Sioux County

Pvt. William Rush

 

 

“That is What We Saw, -- Yet They Want Us To Have Mercy”

“That is the kind of people they are and they want us to take mercy on them,” wrote Pvt. William Rush of Hawarden, after viewing Nazi atrocities in a concentration camp in Germany.

Pvt. Rush, son of Mr. and Mrs. Newt Rush of Hawarden, is serving with the headquarters company  of the 89th division in Patton’s famous Third Army. In a letter to his folks, dated April 14, he gives a first hand account of the horrible things he saw, as follows:

“The story I am about to write you isn’t nice, but it shows the kind of people we are fighting. The other day we took a town of pretty good size. In the place were a few airplane factories. At the edge of the town was a concentration camp in which there had been Russians, Poles and Jews.  The Germans pulled out about a day before we got there. They took about two truck loads of prisoners with them, but the others they killed.

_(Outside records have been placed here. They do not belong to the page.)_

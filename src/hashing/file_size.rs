use super::ContentHasher;

/// Pseudo-hash carrying only the byte count (8 bytes, little-endian).
///
/// Used when the source reports no real hash for a file.
#[derive(Debug, Default, Clone)]
pub struct FileSizeHasher {
    size: u64,
}

impl FileSizeHasher {
    #[must_use]
    pub fn new() -> Self {
        Self::default()
    }

    #[must_use]
    pub fn size(&self) -> u64 {
        self.size
    }
}

impl ContentHasher for FileSizeHasher {
    fn update(&mut self, data: &[u8]) {
        self.size += data.len() as u64;
    }

    fn sum(&self) -> Vec<u8> {
        self.size.to_le_bytes().to_vec()
    }

    fn reset(&mut self) {
        self.size = 0;
    }
}

/// Decode a [`FileSizeHasher`] digest back into a byte count.
#[must_use]
pub fn decode_size(sum: &[u8]) -> Option<u64> {
    let bytes: [u8; 8] = sum.try_into().ok()?;
    Some(u64::from_le_bytes(bytes))
}
//! Destination abstraction.
//!
//! The destination is the system of record the engine writes to. It is
//! injected once into [`crate::SyncEngine`] as an `Arc<dyn Destination>`;
//! tests substitute their own implementations.
//!
//! Two upload protocols are supported:
//!
//! - **streamed**: content flows through [`Destination::write_over_wire`],
//!   one file at a time;
//! - **direct upload**: content is written straight to a [`crate::blob::BlobStore`]
//!   and registered afterwards in batches with
//!   [`Destination::save_after_direct_upload`].
//!
//! Cancellation is driven by the caller: every call is wrapped in
//! [`crate::job::JobContext::guard`], so dropping the future aborts the I/O.

mod fs;

pub use fs::{FsDestination, FsDestinationOptions};

use async_trait::async_trait;
use tokio::sync::oneshot;
use tokio::task::JoinHandle;

use crate::blob::{BoxedReader, BoxedWriter};
use crate::error::{Result, SyncError};
use crate::tree::{Node, NodeMap};

/// An in-flight streamed write.
///
/// The caller copies content into `writer`, then either commits with
/// [`OverWireUpload::finish`] or gives up with [`OverWireUpload::abort`].
/// The destination registers the file only once `commit` has fired; an
/// upload dropped without committing leaves the dataset untouched.
/// `completion` resolves once the destination has accepted (or rejected) it.
pub struct OverWireUpload {
    pub writer: BoxedWriter,
    pub commit: oneshot::Sender<()>,
    pub completion: JoinHandle<Result<()>>,
}

impl OverWireUpload {
    /// Close the writer, commit and wait for the destination side.
    pub async fn finish(self) -> Result<()> {
        let Self {
            writer,
            commit,
            completion,
        } = self;
        drop(writer);
        // The receiver may already have failed; its error comes from `completion`.
        let _ = commit.send(());
        join_upload(completion).await
    }

    /// Close the writer without committing and wait for the destination to
    /// discard what it received.
    ///
    /// Returns the destination's own error, if it failed before the abort.
    pub async fn abort(self) -> Result<()> {
        let Self {
            writer,
            commit,
            completion,
        } = self;
        drop(writer);
        drop(commit);
        join_upload(completion).await
    }
}

async fn join_upload(completion: JoinHandle<Result<()>>) -> Result<()> {
    match completion.await {
        Ok(res) => res,
        Err(e) => Err(SyncError::Destination(format!("upload task failed: {e}"))),
    }
}

#[async_trait]
pub trait Destination: Send + Sync {
    /// Whether content goes to storage first and is registered in batches.
    fn is_direct_upload(&self) -> bool;

    /// Fails with [`SyncError::Unauthorized`] when `user` may not write `persistent_id`.
    async fn check_permission(&self, token: &str, user: &str, persistent_id: &str) -> Result<()>;

    /// Current file listing of the dataset, with destination hashes.
    async fn query(&self, persistent_id: &str, token: &str, user: &str) -> Result<NodeMap>;

    /// Read back a registered file (streamed mode rehash).
    async fn get_stream(&self, token: &str, user: &str, file_id: i64) -> Result<BoxedReader>;

    /// Start a streamed write of `node_id`; `dest_file_id` is non-zero for a replace.
    async fn write_over_wire(
        &self,
        dest_file_id: i64,
        node_id: &str,
        token: &str,
        user: &str,
        persistent_id: &str,
    ) -> Result<OverWireUpload>;

    /// Register directly uploaded files, `storage_identifiers[i]` belonging to `nodes[i]`.
    ///
    /// A destination that registers part of the batch before failing reports
    /// the registered node ids through [`SyncError::PartialFinalize`].
    async fn save_after_direct_upload(
        &self,
        replace: bool,
        token: &str,
        user: &str,
        persistent_id: &str,
        storage_identifiers: &[String],
        nodes: &[Node],
    ) -> Result<()>;

    async fn delete_file(&self, token: &str, user: &str, file_id: i64) -> Result<()>;

    async fn get_user_email(&self, token: &str, user: &str) -> Result<String>;

    fn get_repo_url(&self, persistent_id: &str, draft: bool) -> String;
}
use std::collections::VecDeque;
use std::time::Duration;

use async_trait::async_trait;
use dashmap::mapref::entry::Entry;
use dashmap::DashMap;
use tokio::time::Instant;

use super::traits::{KeyValueStore, StorageError};

#[derive(Debug, Clone)]
struct StoredValue {
    value: String,
    expires_at: Option<Instant>,
}

impl StoredValue {
    fn new(value: &str, ttl: Option<Duration>) -> Self {
        Self {
            value: value.to_string(),
            expires_at: ttl.map(|ttl| Instant::now() + ttl),
        }
    }

    fn is_expired(&self) -> bool {
        self.expires_at.is_some_and(|at| Instant::now() >= at)
    }
}

/// In-process store with Redis-like expiry.
///
/// Expiry is measured on the tokio clock, so tests running with paused time
/// can step past TTLs deterministically.
pub struct InMemoryStore {
    values: DashMap<String, StoredValue>,
    lists: DashMap<String, VecDeque<String>>,
}

impl InMemoryStore {
    #[must_use]
    pub fn new() -> Self {
        Self {
            values: DashMap::new(),
            lists: DashMap::new(),
        }
    }

    /// Number of live string keys.
    #[must_use]
    pub fn len(&self) -> usize {
        self.values.iter().filter(|e| !e.value().is_expired()).count()
    }

    #[must_use]
    pub fn is_empty(&self) -> bool {
        self.len() == 0
    }

    /// Live string keys starting with `prefix`.
    #[must_use]
    pub fn keys_with_prefix(&self, prefix: &str) -> Vec<String> {
        self.values
            .iter()
            .filter(|e| e.key().starts_with(prefix) && !e.value().is_expired())
            .map(|e| e.key().clone())
            .collect()
    }

    pub fn clear(&self) {
        self.values.clear();
        self.lists.clear();
    }
}

impl Default for InMemoryStore {
    fn default() -> Self {
        Self::new()
    }
}

#[async_trait]
impl KeyValueStore for InMemoryStore {
    async fn ping(&self) -> Result<(), StorageError> {
        Ok(())
    }

    async fn get(&self, key: &str) -> Result<Option<String>, StorageError> {
        let value = match self.values.get(key) {
            Some(entry) if !entry.is_expired() => return Ok(Some(entry.value.clone())),
            Some(_) => None,
            None => return Ok(None),
        };
        self.values.remove_if(key, |_, v| v.is_expired());
        Ok(value)
    }

    async fn set(&self, key: &str, value: &str, ttl: Option<Duration>) -> Result<(), StorageError> {
        self.values.insert(key.to_string(), StoredValue::new(value, ttl));
        Ok(())
    }

    async fn set_nx(&self, key: &str, value: &str, ttl: Duration) -> Result<bool, StorageError> {
        match self.values.entry(key.to_string()) {
            Entry::Occupied(mut occupied) => {
                if occupied.get().is_expired() {
                    occupied.insert(StoredValue::new(value, Some(ttl)));
                    Ok(true)
                } else {
                    Ok(false)
                }
            }
            Entry::Vacant(vacant) => {
                vacant.insert(StoredValue::new(value, Some(ttl)));
                Ok(true)
            }
        }
    }

    async fn delete(&self, keys: &[String]) -> Result<u64, StorageError> {
        let mut removed = 0;
        for key in keys {
            if let Some((_, v)) = self.values.remove(key) {
                if !v.is_expired() {
                    removed += 1;
                }
            } else if self.lists.remove(key).is_some() {
                removed += 1;
            }
        }
        Ok(removed)
    }

    async fn exists(&self, key: &str) -> Result<bool, StorageError> {
        Ok(self.get(key).await?.is_some() || self.lists.contains_key(key))
    }

    async fn lpush(&self, key: &str, value: &str) -> Result<(), StorageError> {
        self.lists
            .entry(key.to_string())
            .or_default()
            .push_front(value.to_string());
        Ok(())
    }

    async fn rpop(&self, key: &str) -> Result<Option<String>, StorageError> {
        let popped = match self.lists.get_mut(key) {
            Some(mut list) => list.pop_back(),
            None => return Ok(None),
        };
        // Redis drops empty lists
        self.lists.remove_if(key, |_, list| list.is_empty());
        Ok(popped)
    }

    async fn llen(&self, key: &str) -> Result<u64, StorageError> {
        Ok(self.lists.get(key).map_or(0, |list| list.len() as u64))
    }
}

“In the streets of the camp were the bodies of about 20 prisoners who had been killed. At the end of the street was a shed in which about 40 bodies were piled up like cord wood. Then, about a mile up the road, there was a ditch into which bodies had been thrown. There was an estimated 2,000 bodies there.

“That, Mom, was what we saw – yet they want us to have mercy on them.

“A woman yesterday had the nerve to tell us we were inhuman because we moved them out of their home so we could sleep in it. We really told her where to head in and also related to her what we had seen in the concentration camp. She wouldn’t believe it.

“We heard yesterday that President Roosevelt died. It surely was a shock to everyone and we are wondering how it will affect the war and us getting home.”